Può trasmettersi anche da uomo a uomo il virus scoperto in Bolivia e che ha provocato la morte di tre persone. I ricercatori spiegano di cosa si tratta
Mentre il mondo si trova a fare i conti con la pandemia da Coronavirus, dalla Bolivia arriva la notizia di un nuovo pericoloso virus mortale che sarebbe in grado di diffondersi da una persona all’altra. L’annuncio è arrivato nel corso dell’annuale incontro dell’American Society of Tropical Medicine and Hygiene e ha catturato immediatamente l’attenzione dei media internazionali: il virus in questione si chiama Chapare mammarenavirus e al momento avrebbe provocato cinque infezioni accertate in alcuni villaggi non lontani dalla capitale La Paz nel 2019. Tre infezioni sarebbero risultate fatali e riguarderebbero almeno due operatori sanitari. Infatti un medico d’ambulanza, un giovane medico ed un gastroenterologo si sono ammalati dopo il contatto con due pazienti infetti: i sintomi accertati sarebbero una febbre emorragica oltre ad altra sintomatologia simile a quella dell’Ebola (vomito, dolore addominale, eruzioni cutanee, sangue alle genive) e la diffusione avverrebbe tramite contatto con fluidi corporei mentre uno dei vettori primari che trasporta il chapare mammarenavirus sarebbe una specie di roditore in grado di trasmetterlo all’uomo come sottolineato da Caitlin Cossaboom, epidemiologa dei CDC che si sta occupando del caso. Ma non è da escludere che possa anche trasmettersi sessualmente essendo stata riscontrata la presenza di Rna virale nello sperma di una delle persone infettate a distanza di 668 giorni dall’infezione.

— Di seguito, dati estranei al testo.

#[cfg(test)]
mod tests {
    use super::*;

    fn doc(name: &str, description: &str, category: &str, tags: &[&str]) -> ToolDoc {
        ToolDoc {
            name: name.to_string(),
            description: description.to_string(),
            category: category.to_string(),
            tags: tags.iter().map(|t| t.to_string()).collect(),
            required_params: vec!["a".into(), "b".into()],
            optional_params: vec![],
            param_types: vec!["int".into()],
        }
    }

    fn corpus() -> SearchIndex {
        SearchIndex::build(vec![
            doc(
                "multiply",
                "Multiply two numbers together",
                "computation",
                &["math", "arithmetic"],
            ),
            doc(
                "web_search",
                "Search the web for information",
                "web",
                &["search", "internet"],
            ),
            doc(
                "reverse_text",
                "Reverse a string of text",
                "text",
                &["string", "reverse"],
            ),
            doc(
                "get_weather",
                "Get current weather for a location",
                "api",
                &["weather", "forecast"],
            ),
        ])
    }

    #[test]
    fn empty_index_returns_nothing() {
        let index = SearchIndex::empty();
        assert!(index
            .search("anything", 5, None, &HashSet::new())
            .is_empty());
    }

    #[test]
    fn exact_name_ranks_first() {
        let index = corpus();
        let hits = index.search("multiply numbers", 3, None, &HashSet::new());
        assert!(!hits.is_empty());
        assert_eq!(hits[0].name, "multiply");
    }

    #[test]
    fn scores_are_descending_and_bounded() {
        let index = corpus();
        let hits = index.search("search the internet", 4, None, &HashSet::new());
        for pair in hits.windows(2) {
            assert!(pair[0].score >= pair[1].score);
        }
        for hit in &hits {
            assert!(hit.breakdown.tfidf >= 0.0 && hit.breakdown.tfidf <= 1.0);
            assert!(hit.breakdown.bm25 >= 0.0 && hit.breakdown.bm25 <= 1.0);
            assert!(hit.breakdown.keyword >= 0.0 && hit.breakdown.keyword <= 1.0);
            assert!(hit.score > SCORE_FLOOR);
        }
    }

    #[test]
    fn category_filter_applies() {
        let index = corpus();
        let hits = index.search("search", 5, Some("web"), &HashSet::new());
        assert!(hits.iter().all(|h| h.doc.category == "web"));
    }

    #[test]
    fn excluded_tools_are_dropped() {
        let index = corpus();
        let mut excluded = HashSet::new();
        excluded.insert("web_search".to_string());
        let hits = index.search("search the web", 5, None, &excluded);
        assert!(hits.iter().all(|h| h.name != "web_search"));
    }

    #[test]
    fn abbreviation_reaches_expansion() {
        let index = SearchIndex::build(vec![doc(
            "query_database",
            "Run a query against a database",
            "data",
            &["database"],
        )]);
        let hits = index.search("db lookup", 3, None, &HashSet::new());
        assert!(!hits.is_empty());
    }

    #[test]
    fn top_k_truncates() {
        let index = corpus();
        let hits = index.search("a tool for text search weather numbers", 2, None, &HashSet::new());
        assert!(hits.len() <= 2);
    }

    #[test]
    fn context_rendering_lists_params() {
        let index = corpus();
        let hits = index.search("multiply", 1, None, &HashSet::new());
        let context = render_context("multiply", &hits);
        assert!(context.contains("Tool: multiply"));
        assert!(context.contains("Required Params: a, b"));
    }

    #[test]
    fn context_for_no_hits() {
        assert_eq!(
            render_context("nothing", &[]),
            "No relevant tools found for this query."
        );
    }
}
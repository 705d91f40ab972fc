//! WebSocket query streaming.
//!
//! The client sends one JSON query request; the server streams tagged
//! [`AgentEvent`] messages (`start`, `iteration`, `thinking`, `stream`,
//! `response_complete`, `state`, `action`, `result`, and a terminal
//! `final`/`timeout`/`error`) and then closes. A client disconnect aborts
//! the in-flight query best-effort.

use crate::agent::AgentEvent;
use crate::gateway::{AppState, QueryRequest};
use axum::extract::ws::{Message, WebSocket, WebSocketUpgrade};
use axum::extract::State;
use axum::response::IntoResponse;
use tracing::{debug, warn};

pub async fn ws_query_handler(
    ws: WebSocketUpgrade,
    State(state): State<AppState>,
) -> impl IntoResponse {
    ws.on_upgrade(move |socket| handle_socket(socket, state))
}

async fn handle_socket(mut socket: WebSocket, state: AppState) {
    // First text frame is the query request.
    let request = loop {
        match socket.recv().await {
            Some(Ok(Message::Text(text))) => match serde_json::from_str::<QueryRequest>(&text) {
                Ok(request) => break request,
                Err(e) => {
                    let err = serde_json::json!({
                        "type": "error",
                        "error": format!("invalid query request: {e}"),
                        "error_type": "invalid_input",
                    });
                    let _ = socket.send(Message::Text(err.to_string().into())).await;
                    return;
                }
            },
            Some(Ok(Message::Ping(_) | Message::Pong(_))) => continue,
            Some(Ok(Message::Close(_))) | None | Some(Err(_)) => return,
            Some(Ok(_)) => continue,
        }
    };

    let Some(question) = request.question() else {
        let err = serde_json::json!({
            "type": "error",
            "error": "missing 'question' parameter",
            "error_type": "invalid_input",
        });
        let _ = socket.send(Message::Text(err.to_string().into())).await;
        return;
    };

    let opts = request.options(&state.config.agent);
    let (tx, mut rx) = tokio::sync::mpsc::channel::<AgentEvent>(64);

    let worker = {
        let state = state.clone();
        let question = question.clone();
        tokio::spawn(async move {
            let agent = state.agent_loop();
            agent.process(&question, &opts, Some(tx)).await
        })
    };

    // Forward events until the loop finishes (channel closes) or the client
    // goes away.
    while let Some(event) = rx.recv().await {
        let payload = match serde_json::to_string(&event) {
            Ok(payload) => payload,
            Err(e) => {
                warn!("ws: cannot serialise event: {e}");
                continue;
            }
        };
        if socket.send(Message::Text(payload.into())).await.is_err() {
            debug!("ws client disconnected; aborting query");
            worker.abort();
            return;
        }
    }

    let _ = worker.await;
    let _ = socket.send(Message::Close(None)).await;
}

Il primo paziente è un contadino ed è uno dei tre deceduti: prove della presenza del virus sono state trovate nei roditori che si trovavano nei campi coltivati dall’uomo. Si tratterebbe di ratti pigmei del riso e ratti pigmei del riso dalle orecchie piccole, appartenenti al genere Oligoryzomys ed esteticamente molto simili ai topi. I ricercatori, che stanno cercando di capire in quali altri modi questo virus si diffonsa, ritengono che possa essere presente in Bolivia da molti anni ed in alcuni pazienti potrebbe essere stato erroneamente diagnosticato. Il primo caso accertato risalirebbe infatti al 2004, ovvero prima della mini epidemia avviata nel 2019. Non vi sono al momento cure o trattamenti specifici.